When I wrote a day ago that a criminal investigation would surely be forthcoming in the story of a school district that had been using spyware to take webcam pictures of its students during off hours, I didn’t know that the first subpoenas had already been issued. The whole sordid episode highlights the culture clash between the schools and society at large. The two groups have vastly different perspectives on the status of students. To schools, students are viewed virtually as property, with a status scarcely elevated above that of slaves. This is the only way to explain how a school administration could think it appropriate to install spyware on student computers and use it to take pictures of the students, and potentially others, in the privacy of their homes. If the school staff thought of the students as citizens, it would immediately have occurred to them that spying on them in this manner, even if done only once, even if done to investigate a suspected crime, would violate not just a web of state and federal laws, but the U.S. constitution, which includes a few words on the subject of “unreasonable search.” The fact that this system of spyware and spying was so taken for granted within the school that it was spoken of openly speaks volumes about the status of students, not just within that school, but within schools in general.
This schoolhouse view of students as the equivalent of property collided with the real world outside, however. Legally, of course, students are citizens and have rights. Legally, too, the school is a branch of the government, and as such is obligated to live up to the same standards of conduct imposed on any other part of the government. In the larger community, students are viewed not as the equivalent of property, but as highly valued members of society, in a capacity more akin to princes and princesses than slaves. So how does the dignity of a student disappear when the staff of a school enter the school building?
The problem, as I alluded to in my previous post, has to do with the cultural expectations of the way a school operates. It is expected in a school that students do not gain any status at all until they have completed all their studies and passed all their tests. This is a tradition that goes back to the days when the Druids were the strongest presence in education — that is to say, it goes back before recorded history. The easiest way to see the connection is to look at the graduation ceremony. For a couple of hours, students are asked to wear a stylized, modernized, cheapened version of a Druid costume — as if they have just completed Druidic training and are now being recognized as Druids. Except that when the ceremony is over, the students are not welcomed into a learned community, but are instead sent away from the school grounds forever.
If schools are to be reformed, I believe a small step in the right direction would be to do away with the traditional concept of graduation. The granting of a diploma at the completion of a student’s studies reinforces the traditional idea that these studies are valueless until they are completed. If 45 classes are required for a student to qualify for a high school diploma, and a student completes 44 of them, he or she is regarded not as nearly a high school graduate, but perhaps as a dropout — and that fundamentally doesn’t make sense. My suggestion is that schools grant “partial” diplomas to students who have completed any part of their curriculum, in order to recognize this partial success. Having a sense of proportion in recognizing students’ accomplishments is only fair, and it would go farther, in my opinion, in encouraging students to continue their studies than the current approach of withholding this approval until it is too late to make a difference.
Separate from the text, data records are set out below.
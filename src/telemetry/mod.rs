//! Tracing and structured logging initialization

use tracing_subscriber::{layer::SubscriberExt, util::SubscriberInitExt};

/// Initialise the tracing stack for the embedding server.
///
/// `json` selects machine-readable output with event fields flattened so
/// `message` is consistently top-level.
pub fn init(json: bool) {
    let env_filter = tracing_subscriber::EnvFilter::try_from_default_env()
        .unwrap_or_else(|_| "provis_core=info".into());

    let registry = tracing_subscriber::registry().with(env_filter);
    if json {
        registry
            .with(tracing_subscriber::fmt::layer().json().flatten_event(true))
            .init();
    } else {
        registry.with(tracing_subscriber::fmt::layer()).init();
    }
}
Most importantly, it would give students a status that they don’t currently have. This, then, would force schools to recognize their students as people who matter — while they are still students. This changed status for students would encourage schools to measure their success as schools not in terms of grades and test scores, but according to what the students are able to do. That is a change that, I believe, could only improve the quality of the education that schools provide.